Exercise objective: Check every line of the data below for the string "MonthParam", and copy the ones that hold it.

Input data:
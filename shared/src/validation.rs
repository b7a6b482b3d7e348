//! Validation and normalization of dashboard and login input

use chrono::{DateTime, FixedOffset, NaiveDate, NaiveDateTime, NaiveTime, TimeZone, Utc};

use crate::error::DomainError;
use crate::period::YearMonth;
use crate::types::AUTO;

// ============================================================================
// SSO Login Validations
// ============================================================================

/// Trim an application id
pub fn sanitize_app_id(app_id: &str) -> String {
    app_id.trim().to_string()
}

/// Undo form-decoding of `+` into spaces, then trim
pub fn sanitize_mtoken(mtoken: &str) -> String {
    mtoken.replace(' ', "+").trim().to_string()
}

/// Both login values must be present after sanitizing
pub fn validate_sso_credentials(app_id: &str, mtoken: &str) -> Result<(), &'static str> {
    if app_id.is_empty() && mtoken.is_empty() {
        return Err("Missing appId/mToken");
    }
    if app_id.is_empty() {
        return Err("Missing appId");
    }
    if mtoken.is_empty() {
        return Err("Missing mToken");
    }
    Ok(())
}

// ============================================================================
// Dashboard Query Validations
// ============================================================================

/// Parsed `dt` query value
#[derive(Debug, Clone, Copy, PartialEq, Eq)]
pub enum DateTimeParam {
    Auto,
    At(DateTime<FixedOffset>),
}

/// Parsed `month` query value
#[derive(Debug, Clone, Copy, PartialEq, Eq)]
pub enum MonthParam {
    Auto,
    Month(YearMonth),
}

/// Parse `dt`: absent, empty or `AUTO` selects the current time
///
/// Accepts RFC 3339 timestamps, or a naive `YYYY-MM-DDTHH:MM[:SS]` that is
/// read in `local` time. A bare `YYYY-MM-DD` is midnight UTC, as ECMAScript
/// date-only forms are.
pub fn parse_date_time_param(
    raw: Option<&str>,
    local: &FixedOffset,
) -> Result<DateTimeParam, DomainError> {
    let value = match raw.map(str::trim) {
        None | Some("") | Some(AUTO) => return Ok(DateTimeParam::Auto),
        Some(v) => v,
    };

    if let Ok(at) = DateTime::parse_from_rfc3339(value) {
        return Ok(DateTimeParam::At(at));
    }

    if let Ok(day) = NaiveDate::parse_from_str(value, "%Y-%m-%d") {
        let midnight = Utc.from_utc_datetime(&day.and_time(NaiveTime::MIN));
        return Ok(DateTimeParam::At(midnight.fixed_offset()));
    }

    ["%Y-%m-%dT%H:%M:%S", "%Y-%m-%dT%H:%M"]
        .iter()
        .find_map(|fmt| NaiveDateTime::parse_from_str(value, fmt).ok())
        .and_then(|naive| local.from_local_datetime(&naive).single())
        .map(DateTimeParam::At)
        .ok_or_else(|| DomainError::InvalidValue {
            field: "dt",
            value: value.to_string(),
        })
}

/// Parse `month`: absent, empty or `AUTO` selects the newest month
pub fn parse_month_param(raw: Option<&str>) -> Result<MonthParam, DomainError> {
    match raw.map(str::trim) {
        None | Some("") | Some(AUTO) => Ok(MonthParam::Auto),
        Some(v) => v.parse().map(MonthParam::Month),
    }
}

Solution to the exercise:
pub enum MonthParam {
pub fn parse_month_param(raw: Option<&str>) -> Result<MonthParam, DomainError> {
        None | Some("") | Some(AUTO) => Ok(MonthParam::Auto),
        Some(v) => v.parse().map(MonthParam::Month),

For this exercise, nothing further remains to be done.